# [Data records]
»»

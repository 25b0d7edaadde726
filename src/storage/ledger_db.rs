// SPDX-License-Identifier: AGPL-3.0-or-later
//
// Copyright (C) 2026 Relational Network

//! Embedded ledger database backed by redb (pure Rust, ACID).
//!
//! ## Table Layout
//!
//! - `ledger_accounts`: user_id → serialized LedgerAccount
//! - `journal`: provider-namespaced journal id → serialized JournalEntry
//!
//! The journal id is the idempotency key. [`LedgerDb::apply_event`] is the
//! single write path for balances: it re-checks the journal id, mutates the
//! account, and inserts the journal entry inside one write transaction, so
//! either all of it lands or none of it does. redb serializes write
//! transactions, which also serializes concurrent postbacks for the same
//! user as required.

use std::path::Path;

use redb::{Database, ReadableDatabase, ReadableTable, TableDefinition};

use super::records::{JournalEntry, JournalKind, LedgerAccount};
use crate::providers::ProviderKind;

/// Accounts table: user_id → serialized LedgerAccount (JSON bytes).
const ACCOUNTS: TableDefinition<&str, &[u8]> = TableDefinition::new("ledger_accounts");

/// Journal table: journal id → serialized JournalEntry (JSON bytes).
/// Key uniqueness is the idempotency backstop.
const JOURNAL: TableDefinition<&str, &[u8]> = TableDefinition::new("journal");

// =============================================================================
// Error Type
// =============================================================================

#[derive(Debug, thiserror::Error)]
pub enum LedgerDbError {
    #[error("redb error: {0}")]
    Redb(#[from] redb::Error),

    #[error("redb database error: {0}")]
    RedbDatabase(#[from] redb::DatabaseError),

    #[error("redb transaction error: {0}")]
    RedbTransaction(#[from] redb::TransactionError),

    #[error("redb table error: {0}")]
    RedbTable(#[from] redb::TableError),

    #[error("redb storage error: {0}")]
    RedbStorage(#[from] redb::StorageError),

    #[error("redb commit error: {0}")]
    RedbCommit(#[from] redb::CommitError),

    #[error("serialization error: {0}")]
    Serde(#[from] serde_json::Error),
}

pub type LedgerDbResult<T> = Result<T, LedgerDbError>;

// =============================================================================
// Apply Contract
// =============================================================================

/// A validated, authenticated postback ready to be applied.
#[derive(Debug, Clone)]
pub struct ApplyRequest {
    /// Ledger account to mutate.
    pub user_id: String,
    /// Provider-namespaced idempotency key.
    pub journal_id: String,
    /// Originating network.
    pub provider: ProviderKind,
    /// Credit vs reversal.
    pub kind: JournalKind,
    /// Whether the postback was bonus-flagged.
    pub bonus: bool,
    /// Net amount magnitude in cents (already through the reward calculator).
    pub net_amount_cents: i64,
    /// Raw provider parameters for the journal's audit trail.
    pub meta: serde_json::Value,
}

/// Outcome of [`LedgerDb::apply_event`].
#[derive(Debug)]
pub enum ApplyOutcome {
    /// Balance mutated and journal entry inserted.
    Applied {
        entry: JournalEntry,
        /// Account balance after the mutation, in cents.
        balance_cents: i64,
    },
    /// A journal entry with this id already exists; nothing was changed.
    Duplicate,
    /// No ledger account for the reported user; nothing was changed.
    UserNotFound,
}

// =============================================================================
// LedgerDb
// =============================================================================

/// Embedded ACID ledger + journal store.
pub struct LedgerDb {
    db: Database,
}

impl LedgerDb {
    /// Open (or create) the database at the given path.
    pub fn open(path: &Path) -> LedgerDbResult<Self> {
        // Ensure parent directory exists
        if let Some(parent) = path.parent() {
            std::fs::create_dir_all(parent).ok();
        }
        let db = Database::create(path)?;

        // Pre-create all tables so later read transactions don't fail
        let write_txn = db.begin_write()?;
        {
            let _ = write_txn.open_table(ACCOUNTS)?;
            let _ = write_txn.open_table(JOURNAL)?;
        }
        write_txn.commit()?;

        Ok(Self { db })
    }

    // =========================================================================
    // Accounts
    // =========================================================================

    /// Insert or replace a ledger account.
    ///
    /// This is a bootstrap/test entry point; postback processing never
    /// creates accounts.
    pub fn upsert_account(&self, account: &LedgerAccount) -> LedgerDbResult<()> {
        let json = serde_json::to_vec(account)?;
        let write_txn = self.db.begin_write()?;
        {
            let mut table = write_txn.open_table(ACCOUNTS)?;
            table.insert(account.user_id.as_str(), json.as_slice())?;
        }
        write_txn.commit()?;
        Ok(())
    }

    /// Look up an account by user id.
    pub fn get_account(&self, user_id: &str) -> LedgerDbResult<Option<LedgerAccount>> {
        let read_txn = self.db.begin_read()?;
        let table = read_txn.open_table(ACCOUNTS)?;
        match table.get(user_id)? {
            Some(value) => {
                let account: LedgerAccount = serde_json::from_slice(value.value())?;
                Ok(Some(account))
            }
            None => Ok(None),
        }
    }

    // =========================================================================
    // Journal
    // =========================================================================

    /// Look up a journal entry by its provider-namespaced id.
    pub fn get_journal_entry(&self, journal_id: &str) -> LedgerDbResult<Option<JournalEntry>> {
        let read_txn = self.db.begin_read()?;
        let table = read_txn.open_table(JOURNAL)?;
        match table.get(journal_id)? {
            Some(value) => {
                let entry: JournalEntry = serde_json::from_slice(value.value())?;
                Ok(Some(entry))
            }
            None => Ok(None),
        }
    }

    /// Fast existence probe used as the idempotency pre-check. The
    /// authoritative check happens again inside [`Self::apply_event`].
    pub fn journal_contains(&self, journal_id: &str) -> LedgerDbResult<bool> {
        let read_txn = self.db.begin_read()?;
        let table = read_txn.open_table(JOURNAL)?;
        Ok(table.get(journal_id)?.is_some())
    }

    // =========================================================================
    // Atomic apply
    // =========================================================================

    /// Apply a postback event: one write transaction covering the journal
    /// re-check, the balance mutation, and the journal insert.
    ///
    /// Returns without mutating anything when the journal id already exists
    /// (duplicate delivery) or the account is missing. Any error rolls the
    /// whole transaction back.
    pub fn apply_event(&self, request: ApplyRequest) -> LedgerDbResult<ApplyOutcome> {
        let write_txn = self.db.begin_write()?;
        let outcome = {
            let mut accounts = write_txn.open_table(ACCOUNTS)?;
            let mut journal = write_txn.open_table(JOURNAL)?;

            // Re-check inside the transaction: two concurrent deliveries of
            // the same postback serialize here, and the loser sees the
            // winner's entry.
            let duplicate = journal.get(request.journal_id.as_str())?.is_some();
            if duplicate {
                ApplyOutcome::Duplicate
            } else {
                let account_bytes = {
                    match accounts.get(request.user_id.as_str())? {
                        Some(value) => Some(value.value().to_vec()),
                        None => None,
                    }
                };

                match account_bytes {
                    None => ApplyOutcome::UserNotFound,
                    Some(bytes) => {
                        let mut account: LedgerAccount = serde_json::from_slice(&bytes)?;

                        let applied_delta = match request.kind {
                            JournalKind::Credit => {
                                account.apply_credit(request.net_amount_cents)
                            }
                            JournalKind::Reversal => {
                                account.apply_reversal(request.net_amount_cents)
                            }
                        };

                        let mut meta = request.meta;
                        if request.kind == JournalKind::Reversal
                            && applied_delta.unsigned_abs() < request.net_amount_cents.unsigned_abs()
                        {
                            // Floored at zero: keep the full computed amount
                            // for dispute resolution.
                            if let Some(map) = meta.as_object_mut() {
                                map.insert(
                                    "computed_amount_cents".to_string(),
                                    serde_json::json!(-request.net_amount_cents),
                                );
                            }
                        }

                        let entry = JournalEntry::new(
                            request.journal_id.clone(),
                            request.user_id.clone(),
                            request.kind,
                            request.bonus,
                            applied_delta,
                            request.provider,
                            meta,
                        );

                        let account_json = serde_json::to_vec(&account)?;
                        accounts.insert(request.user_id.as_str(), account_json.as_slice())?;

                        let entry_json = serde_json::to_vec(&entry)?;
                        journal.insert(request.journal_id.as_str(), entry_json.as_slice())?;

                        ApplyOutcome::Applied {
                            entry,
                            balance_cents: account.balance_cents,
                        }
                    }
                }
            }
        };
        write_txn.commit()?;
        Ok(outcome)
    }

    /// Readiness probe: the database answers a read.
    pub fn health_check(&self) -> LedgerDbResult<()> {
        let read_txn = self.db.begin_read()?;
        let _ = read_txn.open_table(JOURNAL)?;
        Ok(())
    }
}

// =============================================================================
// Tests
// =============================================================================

««

# [Your goal]
Copy each line of the listing that carries the word "LedgerDbResult".

# [Output]
pub type LedgerDbResult<T> = Result<T, LedgerDbError>;
    pub fn open(path: &Path) -> LedgerDbResult<Self> {
    pub fn upsert_account(&self, account: &LedgerAccount) -> LedgerDbResult<()> {
    pub fn get_account(&self, user_id: &str) -> LedgerDbResult<Option<LedgerAccount>> {
    pub fn get_journal_entry(&self, journal_id: &str) -> LedgerDbResult<Option<JournalEntry>> {
    pub fn journal_contains(&self, journal_id: &str) -> LedgerDbResult<bool> {
    pub fn apply_event(&self, request: ApplyRequest) -> LedgerDbResult<ApplyOutcome> {
    pub fn health_check(&self) -> LedgerDbResult<()> {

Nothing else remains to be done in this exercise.